Anti-money laundering watchdog wants all casinos to set $3,000 threshold for players

TAGs: Alexandra Wigmenga-Daniel, Cristino Naguiat Jr., Jasmine Solana, PAGCOR, Philippines, sec, Teresita Herbosa

The recent $81-million money laundering scandal has prompted an international watchdog to call for casinos to have a lower threshold for players.

Anti-money laundering watchdog wants all casinos to set $3,000 threshold for playersParis-based Financial Action Task Force (FATF) stated in its Anti-Money Laundering and Counter Terrorist Financing manual that “casinos should identify and verify the identity of customers who engage in financial transactions equal to or above $3,000,” the Philippine Star reported.

“Countries must require casinos to ensure that they are able to link customer due diligence information for a particular customer to the transactions that the customer conducts in the casino,” the watchdog said, according to the report.

Authorities in the Philippines are already pushing for local casinos to be included in the Anti-Money Laundering Act (AMLA) coverage. Under AMLA, foreign exchange corporations, money changers, insurance companies, securities brokers and dealers, and property firms are required “to report suspicious transactions regardless of the amount, and any transactions of PHP500,000 (US$10,620) and above to AMLC.”

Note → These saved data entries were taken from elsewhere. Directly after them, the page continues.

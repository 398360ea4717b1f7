//! NPC Composer: recursive weighted random composition for games.
//!
//! Builds complex entities at generation time by picking at most one
//! option from each weighted group of a composite template, recursing
//! into options that are templates themselves, and flattening the
//! result into an ordered list of leaf components for the host to spawn.

pub mod core;
pub mod schema;
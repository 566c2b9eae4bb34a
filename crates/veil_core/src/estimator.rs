//! Erased-percentage estimation
//!
//! Two strategies measure how much of the checkpoint grid has been uncovered:
//!
//! - **Pixel sampling** reads the surface alpha under each checkpoint.
//! - **Distance reconstruction** replays recorded stroke centers against the
//!   grid, for surfaces whose pixels cannot be read.
//!
//! The strategy is chosen once per surface by probing a pixel read.

use veil_paint::{Circle, Color, CompositeMode, FillStyle, Point, Surface};

use crate::error::Result;
use crate::grid::{CheckpointGrid, CheckpointPoint};
use crate::tracker::StrokeRecord;

/// Radius of the dots drawn in debug mode
const DEBUG_DOT_RADIUS: f32 = 2.0;

/// How coverage is measured
#[derive(Clone, Copy, Debug, Default, PartialEq, Eq)]
pub enum Strategy {
    #[default]
    PixelSampling,
    DistanceReconstruction,
}

/// Tracks covered checkpoints for one surface lifetime
#[derive(Debug)]
pub struct PercentageEstimator {
    grid: CheckpointGrid,
    covered: Vec<bool>,
    covered_count: usize,
    strategy: Strategy,
    radius: f32,
    oval_brush: bool,
    oval_warned: bool,
}

impl PercentageEstimator {
    /// Estimator over `grid`; strokes cover points within `radius`
    pub fn new(grid: CheckpointGrid, radius: f32) -> Self {
        let covered = vec![false; grid.len()];
        Self {
            grid,
            covered,
            covered_count: 0,
            strategy: Strategy::PixelSampling,
            radius,
            oval_brush: false,
            oval_warned: false,
        }
    }

    /// Note that strokes are painted with an oval brush
    pub fn with_oval_brush(mut self, oval: bool) -> Self {
        self.oval_brush = oval;
        self
    }

    pub fn strategy(&self) -> Strategy {
        self.strategy
    }

    pub fn grid(&self) -> &CheckpointGrid {
        &self.grid
    }

    /// Pick the strategy for a freshly filled surface
    pub fn probe<S: Surface + ?Sized>(&mut self, surface: &S) -> Result<Strategy> {
        self.strategy = match surface.read_alpha(0, 0) {
            Ok(_) => {
                tracing::debug!("Pixel reads available; estimating by pixel sampling");
                Strategy::PixelSampling
            }
            Err(e) if e.is_read_blocked() => {
                tracing::debug!("Pixel reads blocked ({}); estimating by stroke distance", e);
                Strategy::DistanceReconstruction
            }
            Err(e) => return Err(e.into()),
        };
        Ok(self.strategy)
    }

    /// Update coverage after a gesture and return the erased fraction.
    ///
    /// `strokes` is only consulted by distance reconstruction. A pixel read
    /// blocked mid-way switches the strategy and replays `strokes`.
    pub fn estimate<S: Surface + ?Sized>(
        &mut self,
        surface: &S,
        strokes: &[StrokeRecord],
    ) -> Result<f32> {
        if self.strategy == Strategy::PixelSampling {
            match self.sample_pixels(surface) {
                Ok(()) => return Ok(self.fraction()),
                Err(e) if e.is_read_blocked() => {
                    tracing::debug!("Pixel reads blocked ({}); switching to stroke distance", e);
                    self.strategy = Strategy::DistanceReconstruction;
                }
                Err(e) => return Err(e.into()),
            }
        }

        if self.oval_brush && !self.oval_warned {
            tracing::warn!(
                "Oval brush on an unreadable surface; coverage is estimated with the circular radius"
            );
            self.oval_warned = true;
        }
        self.replay_strokes(strokes);
        Ok(self.fraction())
    }

    fn sample_pixels<S: Surface + ?Sized>(
        &mut self,
        surface: &S,
    ) -> std::result::Result<(), veil_paint::SurfaceError> {
        for (point, covered) in self.grid.points().iter().zip(self.covered.iter_mut()) {
            if *covered {
                continue;
            }
            if surface.sample_alpha(point.x, point.y)? == Some(0) {
                *covered = true;
                self.covered_count += 1;
            }
        }
        Ok(())
    }

    fn replay_strokes(&mut self, strokes: &[StrokeRecord]) {
        let radius_sq = self.radius * self.radius;
        for stroke in strokes {
            let center = Point::new(stroke.x, stroke.y);
            for (point, covered) in self.grid.points().iter().zip(self.covered.iter_mut()) {
                if !*covered && center.distance_squared(Point::new(point.x, point.y)) <= radius_sq {
                    *covered = true;
                    self.covered_count += 1;
                }
            }
        }
    }

    /// Erased fraction in `[0, 1]`
    pub fn fraction(&self) -> f32 {
        if self.covered.is_empty() {
            return 0.0;
        }
        self.covered_count as f32 / self.covered.len() as f32
    }

    pub fn covered_count(&self) -> usize {
        self.covered_count
    }

    /// Grid points with their current coverage
    pub fn checkpoints(&self) -> Vec<CheckpointPoint> {
        self.grid
            .points()
            .iter()
            .zip(&self.covered)
            .map(|(point, &covered)| CheckpointPoint { covered, ..*point })
            .collect()
    }

    /// Draw the uncovered checkpoints, leaving the surface in subtractive mode
    pub fn paint_debug<S: Surface + ?Sized>(&self, surface: &mut S) {
        surface.set_composite_mode(CompositeMode::SourceOver);
        let dot = FillStyle::Color(Color::RED);
        for (point, covered) in self.grid.points().iter().zip(&self.covered) {
            if !covered {
                surface.fill_circle(
                    Circle::new(Point::new(point.x, point.y), DEBUG_DOT_RADIUS),
                    &dot,
                );
            }
        }
        surface.set_composite_mode(CompositeMode::DestinationOut);
    }
}
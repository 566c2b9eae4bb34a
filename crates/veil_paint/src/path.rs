//! Path building and representation

use smallvec::SmallVec;

/// A 2D point
#[derive(Clone, Copy, Debug, Default, PartialEq)]
pub struct Point {
    pub x: f32,
    pub y: f32,
}

impl Point {
    pub const ZERO: Point = Point { x: 0.0, y: 0.0 };

    pub const fn new(x: f32, y: f32) -> Self {
        Self { x, y }
    }

    pub fn distance_squared(self, other: Point) -> f32 {
        let dx = self.x - other.x;
        let dy = self.y - other.y;
        dx * dx + dy * dy
    }

    pub fn distance(self, other: Point) -> f32 {
        self.distance_squared(other).sqrt()
    }
}

/// Path command
#[derive(Clone, Copy, Debug, PartialEq)]
pub enum PathCommand {
    MoveTo(Point),
    LineTo(Point),
    CubicTo {
        control1: Point,
        control2: Point,
        end: Point,
    },
    Close,
}

/// A 2D path composed of commands
#[derive(Clone, Debug, Default, PartialEq)]
pub struct Path {
    commands: SmallVec<[PathCommand; 8]>,
}

impl Path {
    pub fn new() -> Self {
        Self::default()
    }

    pub fn commands(&self) -> &[PathCommand] {
        &self.commands
    }

    pub fn is_empty(&self) -> bool {
        self.commands.is_empty()
    }
}

/// Builder for constructing paths
pub struct PathBuilder {
    path: Path,
}

impl PathBuilder {
    pub fn new() -> Self {
        Self { path: Path::new() }
    }

    pub fn move_to(mut self, x: f32, y: f32) -> Self {
        self.path.commands.push(PathCommand::MoveTo(Point::new(x, y)));
        self
    }

    pub fn line_to(mut self, x: f32, y: f32) -> Self {
        self.path.commands.push(PathCommand::LineTo(Point::new(x, y)));
        self
    }

    pub fn cubic_to(mut self, c1x: f32, c1y: f32, c2x: f32, c2y: f32, x: f32, y: f32) -> Self {
        self.path.commands.push(PathCommand::CubicTo {
            control1: Point::new(c1x, c1y),
            control2: Point::new(c2x, c2y),
            end: Point::new(x, y),
        });
        self
    }

    pub fn close(mut self) -> Self {
        self.path.commands.push(PathCommand::Close);
        self
    }

    pub fn build(self) -> Path {
        self.path
    }

    /// Axis-aligned oval of `width` x `height` centered on `(cx, cy)`, made of
    /// two symmetric cubic halves.
    ///
    /// Control points sit `2/3 * width` to either side of the center line,
    /// which puts the widest point of each half at exactly `width / 2`.
    pub fn oval(cx: f32, cy: f32, width: f32, height: f32) -> Path {
        let reach = width * 2.0 / 3.0;
        let top = cy - height / 2.0;
        let bottom = cy + height / 2.0;
        Self::new()
            .move_to(cx, top)
            .cubic_to(cx + reach, top, cx + reach, bottom, cx, bottom)
            .cubic_to(cx - reach, bottom, cx - reach, top, cx, top)
            .close()
            .build()
    }
}

impl Default for PathBuilder {
    fn default() -> Self {
        Self::new()
    }
}
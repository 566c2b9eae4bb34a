//! Erase brush
//!
//! Paints one erase contact onto a surface that is already in subtractive
//! composite mode.

use veil_paint::{
    Circle, Color, FillStyle, PathBuilder, Point, RadialGradient, Surface, Transform2D,
};

use crate::config::MaskConfig;

/// Footprint of one erase contact
#[derive(Clone, Copy, Debug, PartialEq)]
pub enum BrushShape {
    Circle {
        radius: f32,
    },
    /// Oval rotated counter-clockwise by `angle` degrees about its center
    Oval {
        width: f32,
        height: f32,
        angle: f32,
    },
}

/// Erase brush with an optional feathered edge
#[derive(Clone, Copy, Debug, PartialEq)]
pub struct Brush {
    pub shape: BrushShape,
    /// Width of the edge fading from full erase to none
    pub feather: f32,
}

impl Brush {
    pub fn from_config(config: &MaskConfig) -> Self {
        let shape = match config.oval() {
            Some((width, height)) => BrushShape::Oval {
                width,
                height,
                angle: config.angle,
            },
            None => BrushShape::Circle {
                radius: config.radius,
            },
        };
        Self {
            shape,
            feather: config.alpha_radius.max(0.0),
        }
    }

    pub fn is_oval(&self) -> bool {
        matches!(self.shape, BrushShape::Oval { .. })
    }

    /// Paint one contact centered on `(x, y)`
    pub fn paint<S: Surface + ?Sized>(&self, surface: &mut S, x: f32, y: f32) {
        let center = Point::new(x, y);
        let solid = FillStyle::Color(Color::BLACK);

        match self.shape {
            BrushShape::Circle { radius } => {
                if self.feather > 0.0 {
                    let outer = radius + self.feather;
                    let ring = RadialGradient::feather_ring(center, radius, outer, Color::BLACK);
                    surface.fill_circle(Circle::new(center, outer), &ring.into());
                }
                surface.fill_circle(Circle::new(center, radius), &solid);
            }
            BrushShape::Oval {
                width,
                height,
                angle,
            } => {
                let transform = Transform2D::rotate_ccw_about(angle, x, y);
                // Feathering only extends the oval along its height
                if self.feather > 0.0 {
                    let half = height / 2.0;
                    let ring = RadialGradient::feather_ring(
                        center,
                        half,
                        half + self.feather,
                        Color::BLACK,
                    );
                    let outer = PathBuilder::oval(x, y, width, height + 2.0 * self.feather);
                    surface.fill_path(&outer, &ring.into(), transform);
                }
                let core = PathBuilder::oval(x, y, width, height);
                surface.fill_path(&core, &solid, transform);
            }
        }
    }
}

#[cfg(test)]
mod tests {
    use super::*;
    use crate::config::MaskOptions;
    use veil_paint::{CompositeMode, PaintCommand, RecordingSurface};

    #[test]
    fn test_circle_with_feather_paints_ring_then_core() {
        let brush = Brush::from_config(&MaskConfig::default());
        let mut surface = RecordingSurface::new(100, 100);
        surface.set_composite_mode(CompositeMode::DestinationOut);
        let log = surface.log();
        log.take_commands();

        brush.paint(&mut surface, 50.0, 40.0);
        let commands = log.commands();
        assert_eq!(commands.len(), 2);
        match &commands[0] {
            PaintCommand::FillCircle {
                circle,
                style: FillStyle::Radial(ring),
                mode: CompositeMode::DestinationOut,
            } => {
                assert_eq!(circle.radius, 30.0);
                assert_eq!(ring.radius, 30.0);
            }
            other => panic!("expected feather ring, got {other:?}"),
        }
        match &commands[1] {
            PaintCommand::FillCircle {
                circle,
                style: FillStyle::Color(_),
                ..
            } => assert_eq!(circle.radius, 20.0),
            other => panic!("expected solid core, got {other:?}"),
        }
    }

    #[test]
    fn test_circle_without_feather_paints_core_only() {
        let config = MaskConfig::from(MaskOptions {
            alpha_radius: Some(0.0),
            ..Default::default()
        });
        let mut surface = RecordingSurface::new(100, 100);
        Brush::from_config(&config).paint(&mut surface, 10.0, 10.0);
        assert_eq!(surface.log().len(), 1);
    }

    #[test]
    fn test_oval_feather_extends_height_only() {
        let config = MaskConfig::from(MaskOptions {
            erase_width: Some(50.0),
            erase_height: Some(140.0),
            angle: Some(45.0),
            ..Default::default()
        });
        let brush = Brush::from_config(&config);
        assert!(brush.is_oval());

        let mut surface = RecordingSurface::new(300, 300);
        brush.paint(&mut surface, 150.0, 150.0);
        let commands = surface.log().commands();
        assert_eq!(commands.len(), 2);
        match &commands[0] {
            PaintCommand::FillPath {
                path, transform, ..
            } => {
                assert_eq!(
                    path,
                    &PathBuilder::oval(150.0, 150.0, 50.0, 160.0)
                );
                assert_eq!(transform, &Transform2D::rotate_ccw_about(45.0, 150.0, 150.0));
            }
            other => panic!("expected oval feather, got {other:?}"),
        }
    }
}
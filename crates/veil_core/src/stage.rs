//! Shared mask stage
//!
//! Everything animation callbacks touch lives here behind an
//! `Rc<RefCell<..>>`: the surface slot, the brush sprite and the falling
//! drops. Callbacks check the surface slot first and do nothing once it has
//! been released.

use std::cell::RefCell;
use std::rc::Rc;

use slotmap::{new_key_type, SlotMap};
use veil_animation::TweenProps;

new_key_type! {
    /// Identifier of a falling drop
    pub struct DropId;
}

/// Surface plus the sprites animated over it
#[derive(Debug)]
pub struct Stage<S> {
    pub surface: Option<S>,
    /// Whether pointer input is being accepted
    pub listening: bool,
    /// Brush sprite position and rotation
    pub brush: TweenProps,
    pub drops: SlotMap<DropId, TweenProps>,
    /// Drops spawned since the last teardown
    pub drops_spawned: u32,
    /// Set by a completed clear; the controller finishes the stop on its next tick
    pub torn_down: bool,
}

impl<S> Stage<S> {
    pub fn new() -> Self {
        Self {
            surface: None,
            listening: false,
            brush: TweenProps::default(),
            drops: SlotMap::with_key(),
            drops_spawned: 0,
            torn_down: false,
        }
    }

    pub fn has_surface(&self) -> bool {
        self.surface.is_some()
    }

    /// Release the surface and every sprite, resetting the drop counter
    pub fn release(&mut self) {
        self.surface = None;
        self.listening = false;
        self.drops.clear();
        self.drops_spawned = 0;
    }
}

impl<S> Default for Stage<S> {
    fn default() -> Self {
        Self::new()
    }
}

/// Stage handle shared between the controller and its animations
pub type SharedStage<S> = Rc<RefCell<Stage<S>>>;
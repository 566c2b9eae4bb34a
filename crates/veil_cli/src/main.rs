//! Veil CLI
//!
//! Simulate erase gestures against a mask and inspect easing curves.

mod config;
mod ease;
mod simulate;

use std::path::PathBuf;

use anyhow::{Context, Result};
use clap::{Parser, Subcommand};
use tracing_subscriber::EnvFilter;

use crate::config::VeilConfig;
use crate::simulate::SimulateOptions;

#[derive(Parser, Debug)]
#[command(name = "veil")]
#[command(about = "Erasable mask simulator")]
#[command(version)]
struct Cli {
    /// Verbose logging
    #[arg(short, long, global = true)]
    verbose: bool,

    #[command(subcommand)]
    command: Commands,
}

#[derive(Subcommand, Debug)]
enum Commands {
    /// Replay strokes against a mask and report the erased percentage
    Simulate {
        /// Config file or directory containing veil.toml
        #[arg(short, long)]
        config: Option<PathBuf>,

        /// One gesture as `x,y;x,y;...` in client coordinates
        #[arg(short, long = "stroke", required = true)]
        strokes: Vec<String>,

        /// Block pixel reads on the mask surface
        #[arg(long)]
        tainted: bool,

        /// Draw uncovered checkpoints after each gesture
        #[arg(long)]
        debug_grid: bool,

        /// Write the mask after the last gesture as PNG
        #[arg(short, long)]
        out: Option<PathBuf>,

        /// Virtual frame interval for clear and drop animations
        #[arg(long, default_value_t = veil_animation::FALLBACK_FRAME_MS)]
        frame_ms: f64,

        /// Print the report as JSON
        #[arg(long)]
        json: bool,
    },

    /// Print samples of an easing curve
    Ease {
        /// Curve name or `x1,y1,x2,y2` control points
        curve: String,

        #[arg(short = 'n', long, default_value_t = 10)]
        samples: usize,
    },

    /// Print the effective configuration
    Config {
        /// Config file or directory containing veil.toml
        #[arg(short, long)]
        config: Option<PathBuf>,
    },
}

fn load_config(path: Option<PathBuf>) -> Result<VeilConfig> {
    match path {
        Some(path) => VeilConfig::load(&path),
        None => {
            let local = PathBuf::from("veil.toml");
            if local.exists() {
                VeilConfig::load(&local)
            } else {
                tracing::debug!("No veil.toml found, using defaults");
                Ok(VeilConfig::default())
            }
        }
    }
}

fn main() -> Result<()> {
    let cli = Cli::parse();

    let default_level = if cli.verbose { "debug" } else { "info" };
    tracing_subscriber::fmt()
        .with_env_filter(
            EnvFilter::try_from_default_env().unwrap_or_else(|_| EnvFilter::new(default_level)),
        )
        .with_writer(std::io::stderr)
        .init();

    match cli.command {
        Commands::Simulate {
            config,
            strokes,
            tainted,
            debug_grid,
            out,
            frame_ms,
            json,
        } => {
            let config = load_config(config)?;
            let strokes = strokes
                .iter()
                .map(|s| simulate::parse_stroke(s))
                .collect::<Result<Vec<_>>>()?;
            let report = simulate::run(SimulateOptions {
                config,
                strokes,
                tainted,
                debug_grid,
                out,
                frame_ms,
            })?;

            if json {
                let text =
                    serde_json::to_string_pretty(&report).context("Failed to encode report")?;
                println!("{}", text);
            } else {
                for (i, gesture) in report.gestures.iter().enumerate() {
                    println!(
                        "gesture {}: {:.1}% erased, ended at ({}, {})",
                        i + 1,
                        gesture.percent,
                        gesture.x,
                        gesture.y
                    );
                }
                println!(
                    "{}/{} checkpoints covered ({})",
                    report.covered,
                    report.checkpoints,
                    report.strategy.as_deref().unwrap_or("no surface")
                );
                if report.drops_spawned > 0 {
                    println!("{} drops spawned", report.drops_spawned);
                }
                if report.cleared {
                    println!("mask cleared after {} frames", report.frames);
                }
            }
        }
        Commands::Ease { curve, samples } => {
            let easing = ease::resolve(&curve)?;
            for (p, value) in ease::sample(&easing, samples) {
                println!("{:.3}\t{:.6}", p, value);
            }
        }
        Commands::Config { config } => {
            let config = load_config(config)?;
            print!("{}", config.to_toml()?);
        }
    }

    Ok(())
}
//! Offline erase simulation
//!
//! Builds a raster mask from a config file, replays strokes against it as
//! pointer gestures, then runs any clear or drop animations on a virtual clock.

use std::cell::RefCell;
use std::path::PathBuf;
use std::rc::Rc;

use anyhow::{Context, Result};
use serde::Serialize;
use veil_animation::FixedFrames;
use veil_core::{InputEvent, MaskCallbacks, MaskController, PixmapHost};
use veil_paint::MaskImage;

use crate::config::VeilConfig;

/// Inputs of one simulation run
#[derive(Debug)]
pub struct SimulateOptions {
    pub config: VeilConfig,
    pub strokes: Vec<Vec<(f32, f32)>>,
    pub tainted: bool,
    pub debug_grid: bool,
    pub out: Option<PathBuf>,
    pub frame_ms: f64,
}

/// Erased percentage reported at the end of a gesture
#[derive(Clone, Copy, Debug, Serialize)]
pub struct GestureReport {
    pub percent: f32,
    pub x: f32,
    pub y: f32,
}

#[derive(Debug, Serialize)]
#[serde(rename_all = "camelCase")]
pub struct SimulationReport {
    pub strategy: Option<String>,
    pub checkpoints: usize,
    pub covered: usize,
    pub gestures: Vec<GestureReport>,
    pub drops_spawned: u32,
    pub cleared: bool,
    pub frames: u64,
}

/// Parse `"x,y;x,y;..."` into stroke points
pub fn parse_stroke(text: &str) -> Result<Vec<(f32, f32)>> {
    let mut points = Vec::new();
    for pair in text.split(';').map(str::trim).filter(|p| !p.is_empty()) {
        let Some((x, y)) = pair.split_once(',') else {
            anyhow::bail!("Expected `x,y` in stroke, got `{}`", pair);
        };
        let x: f32 = x
            .trim()
            .parse()
            .with_context(|| format!("Invalid x coordinate in `{}`", pair))?;
        let y: f32 = y
            .trim()
            .parse()
            .with_context(|| format!("Invalid y coordinate in `{}`", pair))?;
        points.push((x, y));
    }
    if points.is_empty() {
        anyhow::bail!("Stroke `{}` has no points", text);
    }
    Ok(points)
}

fn build_host(options: &SimulateOptions, mask: &veil_core::MaskConfig) -> Result<PixmapHost> {
    let mut host = PixmapHost::new(options.config.target.bounds());
    if options.tainted {
        host = host.tainted();
    }
    if let Some(source) = mask.mask_image.as_deref() {
        let path = options.config.resolve(source);
        let image = MaskImage::load(&path, options.config.cross_origin)
            .with_context(|| format!("Failed to load mask image {}", path.display()))?;
        host = host.with_image(source, image);
    }
    Ok(host)
}

/// Run every stroke as one gesture and report the outcome
pub fn run(options: SimulateOptions) -> Result<SimulationReport> {
    let mut mask = options.config.mask_config();
    if options.debug_grid {
        mask.debug = true;
    }
    let host = build_host(&options, &mask)?;

    let gestures = Rc::new(RefCell::new(Vec::new()));
    let sink = gestures.clone();
    let callbacks = MaskCallbacks::new().on_percent(move |percent, x, y| {
        sink.borrow_mut().push(GestureReport { percent, x, y });
    });

    let mut controller =
        MaskController::new(host, mask, callbacks).context("Invalid mask configuration")?;
    if controller.start().is_none() {
        anyhow::bail!("Mask could not be started for the configured target");
    }

    for (index, stroke) in options.strokes.iter().enumerate() {
        if !controller.is_listening() {
            tracing::info!("Mask stopped accepting input after {} gestures", index);
            break;
        }
        let (first_x, first_y) = stroke[0];
        controller.handle_event(InputEvent::PointerDown {
            x: first_x,
            y: first_y,
        })?;
        for &(x, y) in stroke {
            controller.handle_event(InputEvent::PointerMove { x, y })?;
        }
        let (last_x, last_y) = stroke[stroke.len() - 1];
        controller.handle_event(InputEvent::PointerUp {
            x: last_x,
            y: last_y,
        })?;
        tracing::debug!("Gesture {} done, {:.1}% erased", index + 1, controller.percent());
    }

    let strategy = controller.strategy().map(|s| format!("{:?}", s));
    let checkpoints = controller.checkpoints();
    let covered = checkpoints.iter().filter(|p| p.covered).count();
    let drops_spawned = controller.drops_spawned();

    if let Some(path) = &options.out {
        match controller.with_surface(|surface| surface.save_png(path)) {
            Some(saved) => {
                saved.with_context(|| format!("Failed to write {}", path.display()))?;
                tracing::info!("Mask written to {}", path.display());
            }
            None => tracing::warn!("No mask surface to write"),
        }
    }

    let mut clock = FixedFrames::new(options.frame_ms);
    let frames = controller.run_frames(Some(&mut clock));
    let cleared = !controller.is_started();

    let gestures = gestures.borrow().clone();
    Ok(SimulationReport {
        strategy,
        checkpoints: checkpoints.len(),
        covered,
        gestures,
        drops_spawned,
        cleared,
        frames,
    })
}
//! Checkpoint grid
//!
//! A fixed lattice of sample points over the mask. The erased percentage is
//! the share of these points that have been uncovered.

use crate::error::{MaskError, Result};

/// One sample point of the grid
#[derive(Clone, Copy, Debug, PartialEq)]
pub struct CheckpointPoint {
    pub x: f32,
    pub y: f32,
    pub covered: bool,
}

/// Row-major lattice of checkpoints, immutable once built
#[derive(Clone, Debug, PartialEq)]
pub struct CheckpointGrid {
    columns: usize,
    rows: usize,
    step: f32,
    points: Vec<CheckpointPoint>,
}

impl CheckpointGrid {
    /// Build a grid covering `width` x `height` with `step` spacing.
    ///
    /// Points sit at `step/2 + i*step`; the last column and row are centered
    /// between the previous point and the far edge.
    pub fn build(width: f32, height: f32, step: f32) -> Result<Self> {
        let valid = |v: f32| v.is_finite() && v > 0.0;
        if !valid(width) || !valid(height) || !valid(step) {
            return Err(MaskError::InvalidGrid {
                width,
                height,
                step,
            });
        }

        let columns = (width / step).ceil() as usize;
        let rows = (height / step).ceil() as usize;
        let coordinate = |i: usize, count: usize, dimension: f32| {
            if i + 1 == count {
                dimension / 2.0 + (count - 1) as f32 * step / 2.0
            } else {
                step / 2.0 + i as f32 * step
            }
        };

        let mut points = Vec::with_capacity(columns * rows);
        for row in 0..rows {
            let y = coordinate(row, rows, height);
            for column in 0..columns {
                points.push(CheckpointPoint {
                    x: coordinate(column, columns, width),
                    y,
                    covered: false,
                });
            }
        }

        tracing::debug!(
            "Built {}x{} checkpoint grid ({} points, step {})",
            columns,
            rows,
            points.len(),
            step
        );
        Ok(Self {
            columns,
            rows,
            step,
            points,
        })
    }

    pub fn columns(&self) -> usize {
        self.columns
    }

    pub fn rows(&self) -> usize {
        self.rows
    }

    pub fn step(&self) -> f32 {
        self.step
    }

    pub fn points(&self) -> &[CheckpointPoint] {
        &self.points
    }

    pub fn len(&self) -> usize {
        self.points.len()
    }

    pub fn is_empty(&self) -> bool {
        self.points.is_empty()
    }
}

#[cfg(test)]
mod tests {
    use super::*;

    #[test]
    fn test_point_count_is_ceil_product() {
        let grid = CheckpointGrid::build(200.0, 100.0, 20.0).unwrap();
        assert_eq!(grid.len(), 50);
        assert_eq!((grid.columns(), grid.rows()), (10, 5));

        let grid = CheckpointGrid::build(210.0, 95.0, 20.0).unwrap();
        assert_eq!(grid.len(), 11 * 5);
    }

    #[test]
    fn test_all_points_start_uncovered() {
        let grid = CheckpointGrid::build(200.0, 100.0, 20.0).unwrap();
        assert!(grid.points().iter().all(|p| !p.covered));
    }

    #[test]
    fn test_row_major_coordinates() {
        let grid = CheckpointGrid::build(200.0, 100.0, 20.0).unwrap();
        let points = grid.points();
        assert_eq!((points[0].x, points[0].y), (10.0, 10.0));
        assert_eq!((points[1].x, points[1].y), (30.0, 10.0));
        assert_eq!((points[10].x, points[10].y), (10.0, 30.0));
        assert_eq!((points[49].x, points[49].y), (190.0, 90.0));
    }

    #[test]
    fn test_last_column_recentered() {
        let grid = CheckpointGrid::build(210.0, 20.0, 20.0).unwrap();
        let last = grid.points()[grid.columns() - 1];
        // 210/2 + 10*20/2
        assert_eq!(last.x, 205.0);
        let single = CheckpointGrid::build(7.0, 7.0, 20.0).unwrap();
        assert_eq!(single.points()[0].x, 3.5);
    }

    #[test]
    fn test_deterministic() {
        let a = CheckpointGrid::build(123.0, 77.0, 9.0).unwrap();
        let b = CheckpointGrid::build(123.0, 77.0, 9.0).unwrap();
        assert_eq!(a, b);
    }

    #[test]
    fn test_rejects_bad_dimensions() {
        assert!(matches!(
            CheckpointGrid::build(200.0, 100.0, 0.0),
            Err(MaskError::InvalidGrid { .. })
        ));
        assert!(CheckpointGrid::build(0.0, 100.0, 20.0).is_err());
        assert!(CheckpointGrid::build(200.0, -1.0, 20.0).is_err());
        assert!(CheckpointGrid::build(f32::NAN, 100.0, 20.0).is_err());
    }
}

Securities and Exchange Commission chairperson Teresita Herbosa said the Philippines has already been placed in FATF’s grey list—along with other countries that have inadequate anti-money laundering laws—three years ago.

The Paris-based watchdog said the country, along with Bangladesh, is due for another assessment following the money laundering scandal that involved both countries.

Alexandra Wigmenga-Daniel, communications management advisor for FATF, told the news outlet: “Each assessment will look for evidence to demonstrate how effectively the country has used its Anti-Money Laundering/Counter Terrorist Financing (AML/CTF) measures to prevent, detect and prosecute cases of money laundering and terrorist financing.”

The two countries were recently linked to an alleged money laundering activity involving $81 million reportedly stolen from a Bangladesh central bank account in New York, then transferred to Philippine banks before most of the money ended up in the hands of the local gambling industry.

Philippine Amusement and Gaming Corp. head Cristino Naguiat Jr. maintained all Philippine-licensed operators have always cooperated with AMLC investigations and casinos were amenable to observing all AML practices that are on par with global industry standards.

Naguiat said banks were a precursor to casinos receiving deposits, therefore banks are “the primary gatekeepers against illegal transactions,” adding that the funds scandal wouldn’t have been possible without a “systemic failure at the bank level.”